La Casa Bianca, sotto la guida di Trump, ha rimosso le restrizioni imposte da Biden sulle esportazioni di chip AI verso il Medio Oriente. Una mossa che mira a rafforzare le alleanze e a contrastare l’influenza tecnologica cinese nella regione.

L’Arabia Saudita ha già acquistato 3.000 chip H100 da 40.000 dollari ciascuno, destinati al supercomputer Shaheen III presso la King Abdullah University of Science and Technology. Nel frattempo, gli Emirati hanno sviluppato Falcon, un modello linguistico open-source, addestrato su 384 chip A100.

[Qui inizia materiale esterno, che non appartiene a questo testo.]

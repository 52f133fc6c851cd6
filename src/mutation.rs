//! Optimistic write orchestration against the remote record API.
//!
//! Every mutation is a three-phase transaction: capture what the cache held,
//! apply the optimistic change, then either promote to the authoritative
//! server result or roll the cache back to exactly what was captured. The
//! transaction values ([`CreateTxn`], [`UpdateTxn`]) are plain data and work
//! against the cache alone, so both halves of the protocol are testable
//! without the coordinator.

use std::sync::atomic::{AtomicU64, Ordering};
use std::sync::Arc;
use tracing::{debug, warn};

use crate::api::RecordApi;
use crate::cache::{CacheEntry, CacheInvalidator, CachedValue, QueryKey, RecordCache};
use crate::error::ApiError;
use crate::records::{Entry, EntryPatch, Payload, Privacy};
use crate::resilience::{OperationCircuits, RetryManager, RetryPolicy};

/// Optimistic-create transaction: remembers the temp identity and which page
/// slots received the placeholder, so promote and rollback touch exactly
/// those slots.
pub struct CreateTxn {
  temp_id: String,
  author: String,
  targets: Vec<QueryKey>,
}

impl CreateTxn {
  /// Insert `optimistic` at the head of every page that would list it.
  /// In-flight reads for those keys are cancelled first so a refetch that
  /// races the insert cannot clobber it.
  pub fn begin(cache: &RecordCache, author: &str, optimistic: &Entry) -> Self {
    let targets: Vec<QueryKey> = cache
      .page_keys_for_author(author)
      .into_iter()
      .filter(|key| match key {
        QueryKey::Entries { filter, .. } => {
          filter.admits(optimistic.kind(), optimistic.privacy)
        }
        QueryKey::Feed { .. } => true,
        _ => false,
      })
      .collect();

    for key in &targets {
      cache.cancel_fetches(key);
      cache.update_page(key, |page| page.items.insert(0, optimistic.clone()));
    }

    Self {
      temp_id: optimistic.id.clone(),
      author: author.to_string(),
      targets,
    }
  }

  /// Swap the placeholder for the authoritative record everywhere it was
  /// inserted, and publish the single-record slot.
  pub fn promote(self, cache: &RecordCache, authoritative: &Entry) {
    for key in &self.targets {
      cache.update_page(key, |page| {
        for item in &mut page.items {
          if item.id == self.temp_id {
            *item = authoritative.clone();
          }
        }
      });
    }
    cache.set(
      QueryKey::Entry {
        author: self.author,
        rkey: authoritative.id.clone(),
      },
      CachedValue::Single(authoritative.clone()),
    );
  }

  /// Remove the placeholder from every slot it was inserted into. Nothing
  /// pending survives a failed create.
  pub fn rollback(self, cache: &RecordCache) {
    for key in &self.targets {
      cache.update_page(key, |page| {
        page.items.retain(|item| item.id != self.temp_id);
      });
    }
  }
}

Per aggirare le restrizioni, la UAE ha creato ambienti tecnologici regolamentati, permettendo l’uso dei chip Nvidia H100 all’interno dei propri confini, mantenendo la sovranità tecnologica.

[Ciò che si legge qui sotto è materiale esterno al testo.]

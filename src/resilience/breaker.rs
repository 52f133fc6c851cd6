//! Circuit breaker with an explicit three-state machine.
//!
//! One breaker guards one operation category (list, create, ...). Sharing a
//! breaker across unrelated operations would let unrelated failures trip
//! unrelated calls, so [`OperationCircuits`] hands out one per category.

use std::collections::VecDeque;
use std::future::Future;
use std::sync::Mutex;
use std::time::{Duration, Instant};
use tracing::{debug, warn};

use crate::error::ApiError;

/// Breaker phase.
#[derive(Debug, Clone, Copy, PartialEq, Eq)]
pub enum CircuitState {
  /// Normal operation, calls pass through
  Closed,
  /// Failing fast, calls are rejected without touching the network
  Open,
  /// Recovery probe in progress, one call allowed through
  HalfOpen,
}

impl std::fmt::Display for CircuitState {
  fn fmt(&self, f: &mut std::fmt::Formatter<'_>) -> std::fmt::Result {
    match self {
      Self::Closed => write!(f, "closed"),
      Self::Open => write!(f, "open"),
      Self::HalfOpen => write!(f, "half-open"),
    }
  }
}

#[derive(Debug, Clone)]
pub struct CircuitBreakerConfig {
  /// In-window failures that trip the breaker
  pub failure_threshold: usize,
  /// Rolling window; failures older than this are pruned on each write
  pub monitoring_window: Duration,
  /// How long the breaker stays open before allowing a probe
  pub recovery_timeout: Duration,
}

impl Default for CircuitBreakerConfig {
  fn default() -> Self {
    Self {
      failure_threshold: 5,
      monitoring_window: Duration::from_secs(60),
      recovery_timeout: Duration::from_secs(30),
    }
  }
}

impl CircuitBreakerConfig {
  #[cfg(test)]
  pub fn test() -> Self {
    Self {
      failure_threshold: 2,
      monitoring_window: Duration::from_secs(60),
      recovery_timeout: Duration::from_millis(100),
    }
  }
}

struct BreakerInner {
  state: CircuitState,
  /// Instants of recent failures, oldest first
  failures: VecDeque<Instant>,
  /// When an open breaker next admits a probe
  next_attempt_at: Option<Instant>,
  /// Guard so half-open admits exactly one concurrent probe
  probe_in_flight: bool,
}

/// Per-category circuit breaker.
pub struct CircuitBreaker {
  category: String,
  config: CircuitBreakerConfig,
  inner: Mutex<BreakerInner>,
}

enum Admission {
  Allow,
  Reject(Duration),
}

impl CircuitBreaker {
  pub fn new(category: impl Into<String>, config: CircuitBreakerConfig) -> Self {
    Self {
      category: category.into(),
      config,
      inner: Mutex::new(BreakerInner {
        state: CircuitState::Closed,
        failures: VecDeque::new(),
        next_attempt_at: None,
        probe_in_flight: false,
      }),
    }
  }

  pub fn category(&self) -> &str {
    &self.category
  }

  pub fn state(&self) -> CircuitState {
    self.inner.lock().expect("breaker lock poisoned").state
  }

  /// Failures currently inside the monitoring window.
  pub fn failure_count(&self) -> usize {
    let mut inner = self.inner.lock().expect("breaker lock poisoned");
    Self::prune(&mut inner.failures, self.config.monitoring_window);
    inner.failures.len()
  }

  /// Run `f` through the breaker. Rejected calls fail with a synthetic
  /// circuit-open error and never invoke `f`.
  pub async fn call<T, F, Fut>(&self, f: F) -> Result<T, ApiError>
  where
    F: FnOnce() -> Fut,
    Fut: Future<Output = Result<T, ApiError>>,
  {
    match self.admit() {
      Admission::Reject(remaining) => {
        debug!(category = %self.category, "circuit open, call rejected");
        return Err(ApiError::circuit_open(&self.category, remaining));
      }
      Admission::Allow => {}
    }

    match f().await {
      Ok(value) => {
        self.on_success();
        Ok(value)
      }
      Err(err) => {
        self.on_failure();
        Err(err)
      }
    }
  }

  fn admit(&self) -> Admission {
    let mut inner = self.inner.lock().expect("breaker lock poisoned");
    let now = Instant::now();

    match inner.state {
      CircuitState::Closed => Admission::Allow,
      CircuitState::Open => {
        let next = inner.next_attempt_at.unwrap_or(now);
        if now >= next {
          // Recovery window elapsed: this call becomes the probe.
          inner.state = CircuitState::HalfOpen;
          inner.probe_in_flight = true;
          debug!(category = %self.category, "circuit half-open, probing");
          Admission::Allow
        } else {
          Admission::Reject(next - now)
        }
      }
      CircuitState::HalfOpen => {
        if inner.probe_in_flight {
          let remaining = inner
            .next_attempt_at
            .map(|next| next.saturating_duration_since(now))
            .unwrap_or(Duration::ZERO);
          Admission::Reject(remaining)
        } else {
          inner.probe_in_flight = true;
          Admission::Allow
        }
      }
    }
  }

  fn on_success(&self) {
    let mut inner = self.inner.lock().expect("breaker lock poisoned");
    if inner.state == CircuitState::HalfOpen {
      debug!(category = %self.category, "probe succeeded, circuit closed");
      inner.state = CircuitState::Closed;
      inner.failures.clear();
      inner.next_attempt_at = None;
      inner.probe_in_flight = false;
    }
  }

  fn on_failure(&self) {
    let mut inner = self.inner.lock().expect("breaker lock poisoned");
    let now = Instant::now();

    match inner.state {
      CircuitState::HalfOpen => {
        warn!(
          category = %self.category,
          "probe failed, circuit re-opened for {:?}",
          self.config.recovery_timeout
        );
        inner.state = CircuitState::Open;
        inner.next_attempt_at = Some(now + self.config.recovery_timeout);
        inner.probe_in_flight = false;
      }
      CircuitState::Closed | CircuitState::Open => {
        inner.failures.push_back(now);
        Self::prune(&mut inner.failures, self.config.monitoring_window);

        if inner.state == CircuitState::Closed
          && inner.failures.len() >= self.config.failure_threshold
        {
          warn!(
            category = %self.category,
            failures = inner.failures.len(),
            "failure threshold reached, circuit opened for {:?}",
            self.config.recovery_timeout
          );
          inner.state = CircuitState::Open;
          inner.next_attempt_at = Some(now + self.config.recovery_timeout);
        }
      }
    }
  }

  fn prune(failures: &mut VecDeque<Instant>, window: Duration) {
    let now = Instant::now();
    while let Some(oldest) = failures.front() {
      if now.duration_since(*oldest) > window {
        failures.pop_front();
      } else {
        break;
      }
    }
  }
}

/// One breaker per remote operation category.
pub struct OperationCircuits {
  pub list: CircuitBreaker,
  pub get: CircuitBreaker,
  pub create: CircuitBreaker,
  pub update: CircuitBreaker,
  pub delete: CircuitBreaker,
}

impl OperationCircuits {
  pub fn new(config: &CircuitBreakerConfig) -> Self {
    Self {
      list: CircuitBreaker::new("entry.list", config.clone()),
      get: CircuitBreaker::new("entry.get", config.clone()),
      create: CircuitBreaker::new("entry.create", config.clone()),
      update: CircuitBreaker::new("entry.update", config.clone()),
      delete: CircuitBreaker::new("entry.delete", config.clone()),
    }
  }
}

impl Default for OperationCircuits {
  fn default() -> Self {
    Self::new(&CircuitBreakerConfig::default())
  }
}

Il risultato? Nvidia ha superato i 3 trilioni di dollari di capitalizzazione, entrando nel club esclusivo con Apple e Microsoft. Un chiaro segnale che, nel nuovo ordine mondiale, chi controlla l’AI controlla il futuro.

In questo scenario, le alleanze si ridefiniscono non più in base al petrolio, ma ai chip. E mentre l’Occidente cerca di mantenere il controllo, il Medio Oriente si prepara a diventare il nuovo epicentro dell’intelligenza artificiale globale.

Come diceva un vecchio detto da bar: “Chi ha i chip, ha il potere”.